BRIEF DESCRIPTION OF THE DRAWINGS

The invention will be explained in detail below from examples of execution with reference to the attached drawings.

FIG. 1 shows a partial section through a pressing tool with forming plates laid in and upper and lower tool parts run together;

FIG. 2 shows a partial section through a pressing tool with the upper tool part at the upper dead point and a coupling engaged between frame and upper tool part;

FIG. 3 shows a partial section through a pressing tool with a cutting plate and a cutting stamp for the cutting of formed plate edges, in which a coupling device joins the frame with the upper tool part, and the upper tool part is at the lower dead point after the folding over of the edge of the outer layer; and

FIG. 4 shows a partial section through a pressing tool in the opened starting position, in which a cutting edge of a cutting device includes a plurality of cutting elements.

DESCRIPTION OF A PREFERRED EMBODIMENT

The pressing tool according to FIG. 1 includes a tool lower part 2 and a tool upper part 3 connected with each other by several guide columns 4. As a rule, the guide columns 4 are anchored in the lower part 2 of the tool, and the upper part 3 of the tool is movable in the direction of the longitudinal axis of the guide columns 4. For this purpose, guide bushings 21 are fastened in the upper part 3 of the tool and enclose the guide columns 4. The upper part 3 of the tool is joined by couplings and movement devices for the driving of the press (not shown), and has other devices (also not shown) for the stop limitation and holding of auxiliary means. The total structure of the tool may be varied in the known way from the partial section in FIG. 1. The size of the tool depends on the total extent of the plate 1 to be formed. The section shown in FIG. 1 extends through the edge portion around the circumference of the whole tool.

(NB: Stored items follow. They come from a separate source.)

//! Scripted line-protocol transport
//!
//! A scripted session serves a fixed sequence of server lines, one per
//! `read_line` call, and records everything the client sends. The catalog
//! protocol is strictly request/response, so a linear script is enough.

use async_trait::async_trait;
use curio_fetch_core::error::{FetchError, Result};
use curio_fetch_core::lineproto::{LineConnector, LineTransport};
use std::collections::VecDeque;
use std::sync::{Arc, Mutex};

pub struct ScriptedTransport {
    script: VecDeque<String>,
    sent: Arc<Mutex<Vec<String>>>,
}

impl ScriptedTransport {
    pub fn new(lines: &[&str]) -> Self {
        Self {
            script: lines.iter().map(|s| s.to_string()).collect(),
            sent: Arc::new(Mutex::new(Vec::new())),
        }
    }
}

#[async_trait]
impl LineTransport for ScriptedTransport {
    async fn send_line(&mut self, line: &str) -> Result<()> {
        self.sent.lock().unwrap().push(line.to_string());
        Ok(())
    }

    async fn read_line(&mut self) -> Result<String> {
        self.script
            .pop_front()
            .ok_or_else(|| FetchError::transport("scripted session exhausted"))
    }
}

/// Hands out one scripted session per `connect` call
#[derive(Default)]
pub struct ScriptedConnector {
    scripts: Mutex<VecDeque<Vec<String>>>,
    sent: Arc<Mutex<Vec<String>>>,
}

impl ScriptedConnector {
    pub fn new() -> Self {
        Self::default()
    }

    pub fn add_session(&self, lines: &[&str]) {
        self.scripts
            .lock()
            .unwrap()
            .push_back(lines.iter().map(|s| s.to_string()).collect());
    }

    /// Every line sent by the client across all sessions, in order.
    pub fn sent_lines(&self) -> Vec<String> {
        self.sent.lock().unwrap().clone()
    }
}

#[async_trait]
impl LineConnector for ScriptedConnector {
    async fn connect(&self) -> Result<Box<dyn LineTransport>> {
        let script = self
            .scripts
            .lock()
            .unwrap()
            .pop_front()
            .ok_or_else(|| FetchError::transport("no scripted session available"))?;

        Ok(Box::new(ScriptedTransport {
            script: script.into(),
            sent: Arc::clone(&self.sent),
        }))
    }
}
//! Mock implementations of the core's transport seams

mod http;
mod lineproto;

pub use http::{MockHttpClient, RecordedRequest};
pub use lineproto::{ScriptedConnector, ScriptedTransport};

The multilayer formed plate shown in FIG. 1 is a heat-insulation plate for covering exhaust pipe parts of combustion engines. The formed plate 1 includes a first outer layer 8 of aluminum sheet metal, a mat 10 of insulation material, and a second outer layer 9 of a thin aluminum foil. The insulation material 10 is smaller in the edge portion than the 2 outer layers 8, 9, while in the example shown, the outer layer 8 of sheet aluminum is smaller, in turn, than the outer layer 9 of aluminum foil. In the formed condition of the formed plate 1, the two outer layers 8, 9 are pressed against each other in the outer portion, and the edge of the outer layer 9 is folded or turned around the edge portion of the outer layer 8. The strength of the outer layer 9 of aluminum foil is so chosen that the folding of the outer portion provides a perfect connection of the individual layers of the formed plate 1, and that the outer layer 9 also retains the curvatures of the formed plate 1 after the forming.

The lower part 2 of the tool has a die 5 with a forming hollow 7. As counterpart to the forming hollow 7, a pressing stamp 6 is arranged on the upper part 3 of the tool. The pressing stamp 6 has an end surface 32 corresponding in form to the forming hollow 7. The spatial dimensions of the forming hollow 7 are defined by the forming surface 11 which determines the spatial form of the formed plate 1. The border includes side wall portions 12, 13. The first side wall portion 12 abuts directly against the edge line 31 of the formed surface 11 and is perpendicular to the formed surface 11. The height of the side wall portion 12 corresponds to the thickness of the folded edge portion of the two outer layers 8, 9. The first side wall portion 12 is adjoined by a second side wall portion 13 which is inclined outward and forms a divergent opening of the forming hollow 7. In the example shown, the side wall portion 13 has an inclination of 45.degree. from the axis of movement of the upper part 2 of the tool. The two side wall portions 12, 13 run parallel to the edge line 31 of the forming surface 11. During the pressing of the formed plate 1, the outer layer 9 is drawn over the oblique side wall portion 13, and at the end of the pressing process, is erected between the first perpendicular side wall portion 12 and the wall surface 33 of the pressing stamp 6. The pressing stamp 6 and the forming hollow 7 are arranged with suitable play between them.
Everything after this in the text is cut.